## YOUR TASK
Say how many lines in the material below include "fresh". The answer is the number alone.
________________________________________
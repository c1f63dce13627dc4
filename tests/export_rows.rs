// tests/export_rows.rs
//
// CSV/TSV export of catalog rows and output path handling.

use std::fs;
use std::path::{Path, PathBuf};

use fcc_catalog::catalog::{Catalog, CatalogView, ColumnMap};
use fcc_catalog::config::options::{ExportFormat, ExportOptions, ParseOptions};
use fcc_catalog::csv::{catalog_to_export_string, header_row, view_to_export_string, write_row};
use fcc_catalog::file;

const DATA: &str = "\
p8_ee_ZZ_ecm240,,100,,100,,1,,0,,0,,0.1,,/eos/zz,,ee to ZZ, inclusive,,,,1.35,,1.0,,1.0
short_row,,5
last line is discarded
";

fn catalog() -> Catalog {
    Catalog::parse(DATA, &ParseOptions::default())
}

#[test]
fn csv_quotes_cells_holding_the_separator() {
    let out = catalog_to_export_string(&catalog(), &ExportOptions::default());
    let lines: Vec<&str> = out.lines().collect();
    assert_eq!(lines.len(), 3);
    assert!(lines[0].starts_with("Name,Nevents,Nweights,"));
    assert_eq!(
        lines[1],
        "p8_ee_ZZ_ecm240,100,100,1,0,0,0.1,/eos/zz,\"ee to ZZ, inclusive\",,1.35,1.0,1.0"
    );
}

#[test]
fn short_records_are_padded_to_full_width() {
    let out = catalog_to_export_string(&catalog(), &ExportOptions::default());
    let last = out.lines().nth(2).unwrap();
    assert_eq!(last, "short_row,5,,,,,,,,,,,");
    assert_eq!(last.matches(',').count(), 12);
}

#[test]
fn tsv_with_row_numbers_and_no_header() {
    let mut opts = ExportOptions::default();
    opts.format = ExportFormat::Tsv;
    opts.include_headers = false;
    opts.row_numbers = true;

    let out = catalog_to_export_string(&catalog(), &opts);
    let lines: Vec<&str> = out.lines().collect();
    assert_eq!(lines.len(), 2);
    assert!(lines[0].starts_with("1\tp8_ee_ZZ_ecm240\t100\t"));
    // Comma is not the TSV separator, so no quoting.
    assert!(lines[0].contains("\tee to ZZ, inclusive\t"));
    assert!(lines[1].starts_with("2\tshort_row\t5\t"));
}

#[test]
fn header_row_with_and_without_numbers() {
    let columns = ColumnMap::catalog();
    let with = header_row(&columns, true);
    let without = header_row(&columns, false);
    assert_eq!(with.len(), 14);
    assert_eq!(with[0], "NO");
    assert_eq!(without.len(), 13);
    assert_eq!(without[0], "Name");
    assert_eq!(without[12], "Matching eff");
}

#[test]
fn filtered_view_exports_only_its_rows_with_catalog_numbers() {
    let catalog = catalog();
    let view = CatalogView::filtered(&catalog, "SHORT");
    let mut opts = ExportOptions::default();
    opts.row_numbers = true;
    opts.include_headers = false;

    let out = view_to_export_string(&view, &opts);
    assert_eq!(out.lines().count(), 1);
    assert!(out.starts_with("2,short_row,5,"));
}

#[test]
fn write_row_escapes_quotes_and_newlines() {
    let mut buf: Vec<u8> = Vec::new();
    write_row(&mut buf, &["say \"hi\"", "two\nlines", "plain"], ',').unwrap();
    assert_eq!(String::from_utf8(buf).unwrap(), "\"say \"\"hi\"\"\",\"two\nlines\",plain\n");
}

#[test]
fn export_path_extension_follows_format() {
    let mut opts = ExportOptions::default();
    assert_eq!(opts.out_path(), Path::new("out").join("catalog.csv"));

    opts.set_path("exports/winter2023.txt");
    assert_eq!(opts.out_path(), Path::new("exports").join("winter2023.csv"));

    opts.format = ExportFormat::Tsv;
    assert_eq!(opts.out_path(), Path::new("exports").join("winter2023.tsv"));
}

#[test]
fn write_export_creates_parent_directories() {
    let dir = tempfile::tempdir().unwrap();
    let catalog = catalog();
    let view = CatalogView::all(&catalog);

    let mut opts = ExportOptions::default();
    opts.set_path(&dir.path().join("nested/deeper/rows.csv").to_string_lossy());
    let written = file::write_export(&opts, &view).unwrap();

    assert_eq!(written, dir.path().join("nested/deeper/rows.csv"));
    let text = fs::read_to_string(&written).unwrap();
    assert_eq!(text.lines().count(), 3);

    let explicit = dir.path().join("plain.txt");
    file::write_export_to(&explicit, &opts, &view).unwrap();
    assert_eq!(fs::read_to_string(&explicit).unwrap(), text);
}

#[test]
fn single_out_path_resolution() {
    assert_eq!(file::resolve_single_out_path("", "index.html").unwrap(), PathBuf::from("index.html"));

    let dir = tempfile::tempdir().unwrap();
    let existing = dir.path().to_string_lossy().into_owned();
    assert_eq!(
        file::resolve_single_out_path(&existing, "index.html").unwrap(),
        dir.path().join("index.html")
    );

    let hinted = format!("{}/fresh/", existing);
    let resolved = file::resolve_single_out_path(&hinted, "index.html").unwrap();
    assert!(dir.path().join("fresh").is_dir());
    assert!(resolved.ends_with("fresh/index.html"));

    let named = dir.path().join("page.html");
    assert_eq!(
        file::resolve_single_out_path(&named.to_string_lossy(), "index.html").unwrap(),
        named
    );
}

#[test]
fn app_options_hold_parse_and_export_settings() {
    let opts = fcc_catalog::config::options::AppOptions {
        parse: ParseOptions::default(),
        export: ExportOptions::default(),
    };
    assert_eq!(opts, Default::default());
}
________________________________________
## RESULT OF THE EXERCISE
3